Elon Musk’s Weed-Toking Goodwill Tour Isn't Enough to Save Tesla

The thing to remember about Elon Musk smoking a blunt with Joe Rogan is not that he took just one hit, or that he didn’t seem to know what a blunt was, or that he whiffed on an opportunity to show off just how useful his “not a flamethrower” can be. It’s that it came 130 minutes into his two-and-a-half-hour interview with Rogan, for the former Fear Factor host’s podcast, livestreamed on YouTube.

Two hours in which Musk got to play the most popular version of himself: the far-out thinking engineer who doesn’t conform to the status quo. Two hours in which he whoa’d Rogan with cogent breakdowns of the threat and promise of artificial intelligence, his plan to obliterate traffic with underground tunnels, and his enlightened fear of chimpanzees. Musk talked about his idea for an electric, supersonic airplane, complete with a physics lesson on how it would accomplish vertical takeoff and landing. He used math to argue that we’re all living in a simulation. He did it while remaining relatable, likeable, and interesting. And while the interview had its boring moments, it was, overall, a lot of fun.

That’s because it starred Musk at his best. As the guy who appeared on The Simpsons, turning Homer’s silly musings into world-bettering inventions. The Elon who met Stephen Colbert’s accusation of being a supervillain with a sheepish chuckle. The one who earned a cameo in Iron Man 2.

Cool Elon. Not the version who claimed that the British man involved in the rescue of the Thai cave boys is a pedophile. Not the Musk who sparked shareholder lawsuits and a reported SEC investigation by announcing he might take Tesla private, then recanted a few weeks later. Not the Musk who called a reporter a “fucking asshole” while doubling down on the pedophile claim. That’s the Musk who has seen Tesla’s stock price drop 17 percent since the beginning of the year. So for everyone who doesn’t freak out when someone takes a puff or two, the Rogan interview promised to be a reassuring appearance.

Except that Friday morning, Tesla shares dropped 10 percent in response to news that that human relations chief Gabrielle Toledano, who has been on a leave of absence, won’t rejoin the company, and chief accounting officer Dave Morton had resigned September 4—from a job he started August 6. (CNBC reports Morton was frustrated that Tesla’s leadership was ignoring his advice on the question of going private.) He was the third high-ranking finance executive to leave the company this year.

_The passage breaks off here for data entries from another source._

//! User sessions and tokens

use axum::RequestPartsExt;
use axum::extract::{FromRequestParts, State};
use axum::http::request::Parts;
use axum_extra::extract::cookie::{Cookie, SameSite};
use common::{Error, InternalServerError, RedisConn};
use primitive_profile::PrimitiveProfile;
use redis::AsyncCommands;
use serde::{Deserialize, Serialize};
use time::Duration;
use uuid::Uuid;

use crate::AppState;

/// A session for any logged in profile
///
/// ```rs
/// pub async fn foo_route(session: Session) -> impl IntoResponse {
///     println!("{:?}", session.data.profile_id);
///
///     ()
/// }
/// ```
#[derive(Clone, Copy, Debug)]
pub struct Session {
	pub id:   Uuid,
	pub data: SessionData,
}

/// A session for any admin profile
#[derive(Clone, Copy, Debug)]
pub struct AdminSession {
	pub id:   Uuid,
	pub data: SessionData,
}

#[derive(Clone, Copy, Debug, Deserialize, Serialize)]
pub struct SessionData {
	pub profile_id:       i32,
	pub profile_is_admin: bool,
}

impl FromRequestParts<AppState> for Session {
	type Rejection = Error;

	async fn from_request_parts(
		parts: &mut Parts,
		state: &AppState,
	) -> Result<Self, Self::Rejection> {
		let Some(&session_id) = parts.extensions.get::<Uuid>() else {
			return Err(InternalServerError::SessionWithoutAuthError.into());
		};

		let State(mut conn) = parts
			.extract_with_state::<State<RedisConn>, AppState>(state)
			.await
			.map_err(|_| Error::InternalServerError)?;

		let session = Self::get(session_id, &mut conn).await?;

		let Some(session) = session else {
			return Err(Error::Infallible(
				"failed to retrieve session despite passing auth middleware"
					.to_string(),
			));
		};

		Ok(session)
	}
}

impl FromRequestParts<AppState> for AdminSession {
	type Rejection = Error;

	async fn from_request_parts(
		parts: &mut Parts,
		state: &AppState,
	) -> Result<Self, Self::Rejection> {
		let session =
			parts.extract_with_state::<Session, AppState>(state).await?;

		if !session.data.profile_is_admin {
			return Err(Error::Forbidden);
		}

		Ok(Self { id: session.id, data: session.data })
	}
}

impl Session {
	/// Create and store a new [`Session`] for a given profile
	#[instrument(skip(conn))]
	pub async fn create(
		lifetime: Duration,
		profile: &PrimitiveProfile,
		conn: &mut RedisConn,
	) -> Result<Self, Error> {
		let id = Uuid::new_v4();

		let data = SessionData {
			profile_id:       profile.id,
			profile_is_admin: profile.is_admin,
		};

		let session = Self { id, data };

		// Add a buffer of 10 seconds to ensure the cached session doesn't
		// expire before the session cookie does
		let expiry = lifetime.whole_seconds() + 10;

		let data = serde_json::to_string(&data)?;

		let _: bool = conn.set(id, &data).await?;
		let _: bool = conn.expire(id, expiry).await?;

		debug!("stored session {} in cache for profile {}", id, profile.id);

		Ok(session)
	}

	/// Get a session from the cache
	#[instrument(skip(conn))]
	pub async fn get(
		id: Uuid,
		conn: &mut RedisConn,
	) -> Result<Option<Self>, Error> {
		let data_string: Option<String> = conn.get(id).await?;

		let Some(data_string) = data_string.as_ref() else {
			return Ok(None);
		};

		let data: SessionData = serde_json::from_str(data_string)?;

		Ok(Some(Self { id, data }))
	}

	/// Remove a session given its id
	#[instrument(skip(conn))]
	pub async fn delete(id: Uuid, conn: &mut RedisConn) -> Result<(), Error> {
		let _: i32 = conn.del(id).await?;

		Ok(())
	}

	/// Check if a session with this id exists
	#[instrument(skip(conn))]
	pub async fn exists(id: Uuid, conn: &mut RedisConn) -> Result<bool, Error> {
		let exists: i32 = conn.exists(id).await?;

		Ok(exists == 1)
	}

	/// Convert this [`Session`] into an access token cookie
	#[must_use]
	pub fn to_access_token_cookie(
		self,
		name: String,
		lifetime: Duration,
		secure: bool,
	) -> Cookie<'static> {
		Cookie::build((name, self.id.to_string()))
			.http_only(true)
			.max_age(lifetime)
			.path("/")
			.same_site(SameSite::Lax)
			.secure(secure)
			.into()
	}
}
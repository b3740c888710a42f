use std::time::Duration;

use axum::Router;
use axum::http::StatusCode;
use axum::routing::{get, patch, post};
use tower::ServiceBuilder;
use tower_http::compression::CompressionLayer;
use tower_http::timeout::TimeoutLayer;
use tower_http::trace::TraceLayer;

use crate::AppState;
use crate::controllers::auth::{login_profile, logout_profile, register_profile};
use crate::controllers::booking::{
	cancel_reservation,
	check_in,
	confirm_reservation,
	extend_reservation,
	get_all_bookings,
	get_available_slots,
	get_booking,
	get_own_bookings,
	request_refund,
	reserve_slot,
	retry_payment,
	update_booking_status,
};
use crate::controllers::healthcheck;
use crate::controllers::profile::get_current_profile;
use crate::middleware::{AdminLayer, AuthLayer};

/// Get the app router
pub fn get_app_router(state: AppState) -> Router {
	let api_routes = Router::new()
		.route("/healthcheck", get(healthcheck))
		.nest("/auth", auth_routes(&state))
		.nest("/profile", profile_routes(&state))
		.nest("/bookings", booking_routes(&state));

	Router::new()
		.merge(api_routes)
		.layer(
			ServiceBuilder::new()
				.layer(TraceLayer::new_for_http())
				.layer(TimeoutLayer::with_status_code(
					StatusCode::REQUEST_TIMEOUT,
					Duration::from_secs(10),
				))
				.layer(CompressionLayer::new()),
		)
		.with_state(state)
}

/// Authentication routes
fn auth_routes(state: &AppState) -> Router<AppState> {
	Router::new()
		.route("/register", post(register_profile))
		.route("/login", post(login_profile))
		.route(
			"/logout",
			post(logout_profile).route_layer(AuthLayer::new(state.clone())),
		)
}

/// Profile routes
fn profile_routes(state: &AppState) -> Router<AppState> {
	Router::new()
		.route("/me", get(get_current_profile))
		.route_layer(AuthLayer::new(state.clone()))
}

/// Booking routes, every route needs a session and some need an admin
fn booking_routes(state: &AppState) -> Router<AppState> {
	let protected = Router::new()
		.route("/", get(get_all_bookings))
		.route("/{id}/status", patch(update_booking_status))
		.route("/{id}/check-in", patch(check_in))
		.route_layer(AdminLayer::new(state.clone()));

	Router::new()
		.route("/available-slots", get(get_available_slots))
		.route("/reserve", post(reserve_slot))
		.route("/me", get(get_own_bookings))
		.route("/{id}", get(get_booking))
		.route("/{id}/confirm-reservation", patch(confirm_reservation))
		.route("/{id}/cancel-reservation", patch(cancel_reservation))
		.route("/{id}/extend-reservation", patch(extend_reservation))
		.route("/{id}/retry-payment", patch(retry_payment))
		.route("/{id}/request-refund", patch(request_refund))
		.merge(protected)
		.route_layer(AuthLayer::new(state.clone()))
}
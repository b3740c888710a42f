//! Client side mirror of a held reservation
//!
//! Talks to the booking API over HTTP and keeps a local countdown of the
//! running hold so a UI can show how long a slot stays reserved.

#[macro_use]
extern crate tracing;

mod api;
mod store;
mod tracker;

pub use api::*;
pub use store::*;
pub use tracker::*;
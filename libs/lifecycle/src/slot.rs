use chrono::NaiveDate;

use crate::InputError;

pub const MIN_GROUP_SIZE: i32 = 1;
pub const MAX_GROUP_SIZE: i32 = 50;

pub const DEFAULT_TIME_SLOTS: [&str; 6] = [
	"09:00 - 10:00",
	"10:00 - 11:00",
	"11:00 - 12:00",
	"13:00 - 14:00",
	"14:00 - 15:00",
	"15:00 - 16:00",
];

/// Number of visitors in a single booking, always within
/// [`MIN_GROUP_SIZE`]..=[`MAX_GROUP_SIZE`]
#[derive(Clone, Copy, Debug, PartialEq, Eq, PartialOrd, Ord)]
pub struct GroupSize(i32);

impl GroupSize {
	#[must_use]
	pub fn get(self) -> i32 { self.0 }
}

impl TryFrom<i32> for GroupSize {
	type Error = InputError;

	fn try_from(value: i32) -> Result<Self, Self::Error> {
		if (MIN_GROUP_SIZE..=MAX_GROUP_SIZE).contains(&value) {
			Ok(Self(value))
		} else {
			Err(InputError::GroupSize(value))
		}
	}
}

/// The ordered set of tour time slots offered every day
#[derive(Clone, Debug, PartialEq, Eq)]
pub struct SlotCatalogue {
	slots: Vec<String>,
}

impl Default for SlotCatalogue {
	fn default() -> Self { Self::new(DEFAULT_TIME_SLOTS) }
}

impl SlotCatalogue {
	/// Build a catalogue from slot labels, dropping blanks and repeats while
	/// keeping the original order
	pub fn new<I, S>(slots: I) -> Self
	where
		I: IntoIterator<Item = S>,
		S: Into<String>,
	{
		let mut labels: Vec<String> = vec![];

		for slot in slots {
			let slot = slot.into().trim().to_string();

			if !slot.is_empty() && !labels.contains(&slot) {
				labels.push(slot);
			}
		}

		Self { slots: labels }
	}

	/// Parse a comma separated list of slot labels
	#[must_use]
	pub fn parse(list: &str) -> Self { Self::new(list.split(',')) }

	pub fn iter(&self) -> impl Iterator<Item = &str> {
		self.slots.iter().map(String::as_str)
	}

	#[must_use]
	pub fn len(&self) -> usize { self.slots.len() }

	#[must_use]
	pub fn is_empty(&self) -> bool { self.slots.is_empty() }

	#[must_use]
	pub fn contains(&self, slot: &str) -> bool {
		self.slots.iter().any(|s| s == slot)
	}

	/// Look up a slot label, surrounding whitespace is ignored
	///
	/// # Errors
	/// Fails if the label is not part of this catalogue
	pub fn resolve(&self, slot: &str) -> Result<&str, InputError> {
		let trimmed = slot.trim();

		self.slots
			.iter()
			.find(|s| *s == trimmed)
			.map(String::as_str)
			.ok_or_else(|| InputError::UnknownTimeSlot(slot.to_string()))
	}
}

/// Make sure `date` can still be reserved on `today`
///
/// # Errors
/// Fails if `date` lies before `today`
pub fn check_reservable_date(
	date: NaiveDate,
	today: NaiveDate,
) -> Result<(), InputError> {
	if date < today {
		return Err(InputError::DateInPast(date));
	}

	Ok(())
}

#[cfg(test)]
mod tests {
	use super::*;

	#[test]
	fn group_size_bounds() {
		assert_eq!(GroupSize::try_from(0), Err(InputError::GroupSize(0)));
		assert_eq!(GroupSize::try_from(51), Err(InputError::GroupSize(51)));
		assert_eq!(GroupSize::try_from(1).map(GroupSize::get), Ok(1));
		assert_eq!(GroupSize::try_from(50).map(GroupSize::get), Ok(50));
	}

	#[test]
	fn parse_catalogue_keeps_order_and_drops_noise() {
		let catalogue =
			SlotCatalogue::parse(" 10:00 - 11:00,09:00 - 10:00,,10:00 - 11:00");

		assert_eq!(catalogue.iter().collect::<Vec<_>>(), [
			"10:00 - 11:00",
			"09:00 - 10:00"
		]);
	}

	#[test]
	fn resolve_unknown_slot() {
		let catalogue = SlotCatalogue::default();

		assert_eq!(catalogue.resolve(" 09:00 - 10:00 "), Ok("09:00 - 10:00"));
		assert_eq!(
			catalogue.resolve("08:00 - 09:00"),
			Err(InputError::UnknownTimeSlot("08:00 - 09:00".to_string()))
		);
	}

	#[test]
	fn past_dates_are_not_reservable() {
		let today = NaiveDate::from_ymd_opt(2025, 3, 20).unwrap();

		assert!(check_reservable_date(today, today).is_ok());
		assert!(check_reservable_date(today.succ_opt().unwrap(), today).is_ok());
		assert_eq!(
			check_reservable_date(today.pred_opt().unwrap(), today),
			Err(InputError::DateInPast(today.pred_opt().unwrap()))
		);
	}
}
use chrono::{NaiveDate, NaiveDateTime, TimeDelta, Utc};
use parking_lot::Mutex;

/// Source of the current UTC time
pub trait Clock: Send + Sync {
	fn now(&self) -> NaiveDateTime;

	/// The current UTC calendar date
	fn today(&self) -> NaiveDate { self.now().date() }
}

/// The wall clock
#[derive(Clone, Copy, Debug, Default)]
pub struct SystemClock;

impl Clock for SystemClock {
	fn now(&self) -> NaiveDateTime { Utc::now().naive_utc() }
}

/// A clock that only moves when told to
#[derive(Debug)]
pub struct ManualClock {
	time: Mutex<NaiveDateTime>,
}

impl ManualClock {
	#[must_use]
	pub fn new(time: NaiveDateTime) -> Self { Self { time: Mutex::new(time) } }

	/// Move the clock forward by `delta`
	pub fn advance(&self, delta: TimeDelta) {
		let mut time = self.time.lock();
		*time += delta;
	}

	pub fn set(&self, time: NaiveDateTime) { *self.time.lock() = time; }
}

impl Clock for ManualClock {
	fn now(&self) -> NaiveDateTime { *self.time.lock() }
}
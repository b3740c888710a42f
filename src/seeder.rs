use std::path::PathBuf;

use ::profile::Profile;
use common::{DbConn, Error};
use db::profile;
use diesel::prelude::*;
use serde::Deserialize;
use serde::de::DeserializeOwned;

pub struct Seeder<'c> {
	connection: &'c DbConn,
}

impl<'c> Seeder<'c> {
	#[must_use]
	pub fn new(connection: &'c DbConn) -> Self { Self { connection } }

	/// Read a file into a series of deserializable items
	///
	/// # Panics
	/// Panics if reading or deserializing the file fails
	fn read_file_records<T, I>(filename: &str) -> I
	where
		T: DeserializeOwned,
		I: IntoIterator<Item = T> + DeserializeOwned,
	{
		let path = std::env::var("CARGO_MANIFEST_DIR")
			.map(PathBuf::from)
			.unwrap_or_default()
			.join(filename);

		let s = std::fs::read_to_string(path)
			.unwrap_or_else(|_| panic!("COULD NOT READ SEED FILE {filename}"));

		serde_json::from_str(&s)
			.unwrap_or_else(|_| panic!("COULD NOT MAP SEED FILE {filename}"))
	}

	/// Load a file and populate the database with it
	///
	/// # Panics
	/// Panics if reading the file or interacting with the database fails
	pub async fn populate<T, F>(&self, filename: &str, loader: F) -> &Self
	where
		T: DeserializeOwned + std::fmt::Debug,
		F: AsyncFnOnce(&DbConn, Vec<T>) -> Result<(), Error>,
	{
		let records = Self::read_file_records(filename);

		loader(self.connection, records)
			.await
			.unwrap_or_else(|_| panic!("COULD NOT LOAD RECORDS FOR {filename}"));

		info!("seeded database from {filename}");

		self
	}
}

#[derive(Clone, Debug, Deserialize)]
#[serde(rename_all = "camelCase")]
pub struct SeedProfile {
	pub username: String,
	pub password: String,
	pub email:    String,
	#[serde(default)]
	pub is_admin: bool,
}

#[derive(Clone, Debug, Insertable, AsChangeset)]
#[diesel(table_name = profile)]
struct InsertableSeedProfile {
	username:      String,
	password_hash: String,
	email:         String,
	is_admin:      bool,
}

impl SeedProfile {
	/// Insert this [`SeedProfile`], overwriting any profile with the same
	/// username
	pub async fn insert(self, conn: &DbConn) -> Result<(), Error> {
		let hash = Profile::hash_password(&self.password)?;
		let insertable = InsertableSeedProfile {
			username:      self.username,
			password_hash: hash,
			email:         self.email,
			is_admin:      self.is_admin,
		};

		conn.interact(|conn| {
			use self::profile::dsl::*;

			diesel::insert_into(profile)
				.values(insertable.clone())
				.on_conflict(username)
				.do_update()
				.set(insertable)
				.execute(conn)
		})
		.await??;

		Ok(())
	}
}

Tesla finally hit its target of making 5,000 Model 3 sedans a week in June, and Musk, true to form, immediately said they’d hit 6,000 a week this quarter. He has also said this is the quarter Tesla starts—at long last—to turn a profit. We won’t have a better idea of how Tesla is doing on production until early October, or of its financial state until early November, but these departures are just the latest evidence that the automaker is struggling.

Musk’s behavior of late hasn’t helped, of course. But the return of Fun Elon (and the emergence of Blunt Smokin’ Elon) doesn't address the real, knotty problems facing the automaker—those that could send Tesla's future up in smoke.